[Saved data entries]
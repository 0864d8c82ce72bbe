//! On-disk store of bare mirror clones
//!
//! One bare mirror per repository under an injected root directory. The
//! store owns those paths exclusively: it creates them on first sync,
//! refreshes them on every later sync, and recreates them wholesale when a
//! fetch fails.

use std::path::{Path, PathBuf};
use thiserror::Error;
use tracing::{info, warn};

use crate::git::Git;

/// Name of the destination remote inside each mirror
const DEST_REMOTE: &str = "github";

/// Local bare-clone state for one repository.
#[derive(Debug, Clone)]
pub struct MirrorHandle {
    pub repo: String,
    pub path: PathBuf,
}

/// Why a repository's mirror pipeline failed.
///
/// Fetch failures never surface here: they are consumed by the
/// recreate-from-scratch recovery path and only become `Clone` errors when
/// the recovery clone fails too.
#[derive(Debug, Error)]
pub enum MirrorError {
    #[error("preparing mirror root failed: {0}")]
    Root(std::io::Error),

    #[error("mirror clone failed: {0}")]
    Clone(anyhow::Error),

    #[error("mirror refresh failed: {0}")]
    Refresh(anyhow::Error),

    #[error("removing corrupt mirror failed: {0}")]
    Recreate(std::io::Error),

    #[error("configuring destination remote failed: {0}")]
    Remote(anyhow::Error),

    #[error("mirror push failed: {0}")]
    Push(anyhow::Error),
}

/// Cache of bare mirror clones, one per repository, keyed by slug.
pub struct MirrorStore {
    root: PathBuf,
    git: Git,
}

impl MirrorStore {
    pub fn new(root: impl Into<PathBuf>, git: Git) -> Self {
        Self {
            root: root.into(),
            git,
        }
    }

    /// Local path of the bare mirror for `repo`.
    pub fn mirror_path(&self, repo: &str) -> PathBuf {
        self.root.join(format!("{}.git", repo))
    }

    /// Drives one repository's mirror until the destination is ref-for-ref
    /// identical to the source.
    ///
    /// State machine, re-evaluated every run:
    /// 1. mirror absent: clone a full bare mirror from `source_url`
    /// 2. mirror present: repoint `origin` (credentials may have rotated),
    ///    then fetch with pruning; a failed fetch marks the mirror corrupt
    ///    and it is deleted and re-cloned
    /// 3. ensure the destination remote points at `dest_url`
    /// 4. force-push all refs to the destination
    pub async fn sync(
        &self,
        repo: &str,
        source_url: &str,
        dest_url: &str,
    ) -> Result<MirrorHandle, MirrorError> {
        tokio::fs::create_dir_all(&self.root)
            .await
            .map_err(MirrorError::Root)?;

        let path = self.mirror_path(repo);

        if !path.exists() {
            info!("Cloning mirror repository");
            self.git
                .clone_mirror(source_url, &path)
                .await
                .map_err(MirrorError::Clone)?;
        } else {
            info!("Updating existing mirror");
            // Unconditional: the stored URL may carry stale credentials
            self.git
                .set_remote_url(&path, "origin", source_url)
                .await
                .map_err(MirrorError::Refresh)?;

            let fetch = self
                .git
                .fetch_prune(&path)
                .await
                .map_err(MirrorError::Refresh)?;

            if !fetch.success {
                warn!(
                    "Mirror fetch failed, recreating mirror: {}",
                    fetch.stderr.trim()
                );
                tokio::fs::remove_dir_all(&path)
                    .await
                    .map_err(MirrorError::Recreate)?;
                self.git
                    .clone_mirror(source_url, &path)
                    .await
                    .map_err(MirrorError::Clone)?;
            }
        }

        self.ensure_dest_remote(&path, dest_url)
            .await
            .map_err(MirrorError::Remote)?;

        self.git
            .push_mirror(&path, DEST_REMOTE)
            .await
            .map_err(MirrorError::Push)?;

        Ok(MirrorHandle {
            repo: repo.to_string(),
            path,
        })
    }

    /// Adds the destination remote, or repoints it if it already exists.
    async fn ensure_dest_remote(&self, path: &Path, dest_url: &str) -> anyhow::Result<()> {
        let remotes = self.git.list_remotes(path).await?;
        if remotes.iter().any(|remote| remote == DEST_REMOTE) {
            self.git.set_remote_url(path, DEST_REMOTE, dest_url).await
        } else {
            self.git.add_remote(path, DEST_REMOTE, dest_url).await
        }
    }
}

#[cfg(test)]
mod tests {
    use super::*;
    use crate::git::{CommandOutput, CommandRunner, GitCommand};
    use anyhow::Result;
    use async_trait::async_trait;
    use std::sync::{Arc, Mutex};
    use tempfile::TempDir;

    /// Records every git invocation; clone commands materialize their target
    /// directory so `path.exists()` behaves like the real tool.
    struct FakeRunner {
        calls: Mutex<Vec<String>>,
        // (substring, remaining failure count)
        failures: Mutex<Vec<(String, usize)>>,
    }

    impl FakeRunner {
        fn new() -> Arc<Self> {
            Arc::new(Self {
                calls: Mutex::new(Vec::new()),
                failures: Mutex::new(Vec::new()),
            })
        }

        fn fail_next(&self, pattern: &str, times: usize) {
            self.failures
                .lock()
                .unwrap()
                .push((pattern.to_string(), times));
        }

        fn calls(&self) -> Vec<String> {
            self.calls.lock().unwrap().clone()
        }
    }

    #[async_trait]
    impl CommandRunner for FakeRunner {
        async fn run(&self, cmd: &GitCommand) -> Result<CommandOutput> {
            let line = match &cmd.cwd {
                Some(dir) => format!("[{}] {}", dir.display(), cmd.args.join(" ")),
                None => cmd.args.join(" "),
            };
            self.calls.lock().unwrap().push(line.clone());

            {
                let mut failures = self.failures.lock().unwrap();
                for (pattern, remaining) in failures.iter_mut() {
                    if *remaining > 0 && line.contains(pattern.as_str()) {
                        *remaining -= 1;
                        return Ok(CommandOutput {
                            success: false,
                            stdout: String::new(),
                            stderr: format!("simulated failure: {}", pattern),
                        });
                    }
                }
            }

            if cmd.args.first().map(String::as_str) == Some("clone") {
                let target = cmd.args.last().expect("clone without target");
                std::fs::create_dir_all(target).expect("Failed to create clone target");
            }

            // `git remote` listing: pretend only origin is configured
            let stdout = if cmd.args == ["remote"] {
                "origin\n".to_string()
            } else {
                String::new()
            };

            Ok(CommandOutput {
                success: true,
                stdout,
                stderr: String::new(),
            })
        }
    }

    const SRC: &str = "https://u:t@bitbucket.org/ws/alpha.git";
    const DST: &str = "https://u:t@github.com/org/alpha.git";

    #[tokio::test]
    async fn test_first_sync_clones_and_pushes() {
        let dir = TempDir::new().unwrap();
        let runner = FakeRunner::new();
        let store = MirrorStore::new(dir.path(), Git::new(runner.clone()));

        let handle = store.sync("alpha", SRC, DST).await.unwrap();

        assert_eq!(handle.path, dir.path().join("alpha.git"));
        assert!(handle.path.exists());

        let calls = runner.calls();
        assert!(calls[0].starts_with("clone --mirror"));
        assert!(calls.iter().any(|c| c.contains("remote add github")));
        assert!(calls.last().unwrap().contains("push --mirror github"));
        // No fetch on the initial clone path
        assert!(!calls.iter().any(|c| c.contains("fetch")));
    }

    #[tokio::test]
    async fn test_second_sync_refreshes_instead_of_cloning() {
        let dir = TempDir::new().unwrap();
        let runner = FakeRunner::new();
        let store = MirrorStore::new(dir.path(), Git::new(runner.clone()));

        store.sync("alpha", SRC, DST).await.unwrap();
        let first_run_calls = runner.calls().len();

        store.sync("alpha", SRC, DST).await.unwrap();
        let calls = runner.calls()[first_run_calls..].to_vec();

        assert!(!calls.iter().any(|c| c.contains("clone")));
        assert!(calls.iter().any(|c| c.contains("remote set-url origin")));
        assert!(calls.iter().any(|c| c.contains("fetch --prune")));
        assert!(calls.last().unwrap().contains("push --mirror github"));
    }

    #[tokio::test]
    async fn test_fetch_failure_recreates_mirror_and_still_pushes() {
        let dir = TempDir::new().unwrap();
        let runner = FakeRunner::new();
        let store = MirrorStore::new(dir.path(), Git::new(runner.clone()));

        store.sync("alpha", SRC, DST).await.unwrap();

        // Leave a marker behind: recovery must wipe the whole directory
        let marker = dir.path().join("alpha.git").join("stale-object");
        std::fs::write(&marker, b"junk").unwrap();

        runner.fail_next("fetch --prune", 1);
        let handle = store.sync("alpha", SRC, DST).await.unwrap();

        assert!(handle.path.exists());
        assert!(!marker.exists());

        let calls = runner.calls();
        let clone_count = calls.iter().filter(|c| c.starts_with("clone")).count();
        assert_eq!(clone_count, 2, "recovery should re-clone from scratch");
        assert!(calls.last().unwrap().contains("push --mirror github"));
    }

    #[tokio::test]
    async fn test_clone_failure_is_fatal() {
        let dir = TempDir::new().unwrap();
        let runner = FakeRunner::new();
        let store = MirrorStore::new(dir.path(), Git::new(runner.clone()));

        runner.fail_next("clone --mirror", 1);
        let err = store.sync("alpha", SRC, DST).await.unwrap_err();
        assert!(matches!(err, MirrorError::Clone(_)));
    }

    #[tokio::test]
    async fn test_push_failure_is_fatal() {
        let dir = TempDir::new().unwrap();
        let runner = FakeRunner::new();
        let store = MirrorStore::new(dir.path(), Git::new(runner.clone()));

        runner.fail_next("push --mirror", 1);
        let err = store.sync("alpha", SRC, DST).await.unwrap_err();
        assert!(matches!(err, MirrorError::Push(_)));
    }

    #[tokio::test]
    async fn test_recovery_clone_failure_is_fatal() {
        let dir = TempDir::new().unwrap();
        let runner = FakeRunner::new();
        let store = MirrorStore::new(dir.path(), Git::new(runner.clone()));

        store.sync("alpha", SRC, DST).await.unwrap();

        runner.fail_next("fetch --prune", 1);
        runner.fail_next("clone --mirror", 1);
        let err = store.sync("alpha", SRC, DST).await.unwrap_err();
        assert!(matches!(err, MirrorError::Clone(_)));
    }
}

WHAT TO DO -
Starting with the line above that holds "root directory. The" and stopping with the line that holds "for one repository.", reproduce each line exactly, omitting all other lines.

RESULT -
//! One bare mirror per repository under an injected root directory. The
//! store owns those paths exclusively: it creates them on first sync,
//! refreshes them on every later sync, and recreates them wholesale when a
//! fetch fails.

use std::path::{Path, PathBuf};
use thiserror::Error;
use tracing::{info, warn};

use crate::git::Git;

/// Name of the destination remote inside each mirror
const DEST_REMOTE: &str = "github";

/// Local bare-clone state for one repository.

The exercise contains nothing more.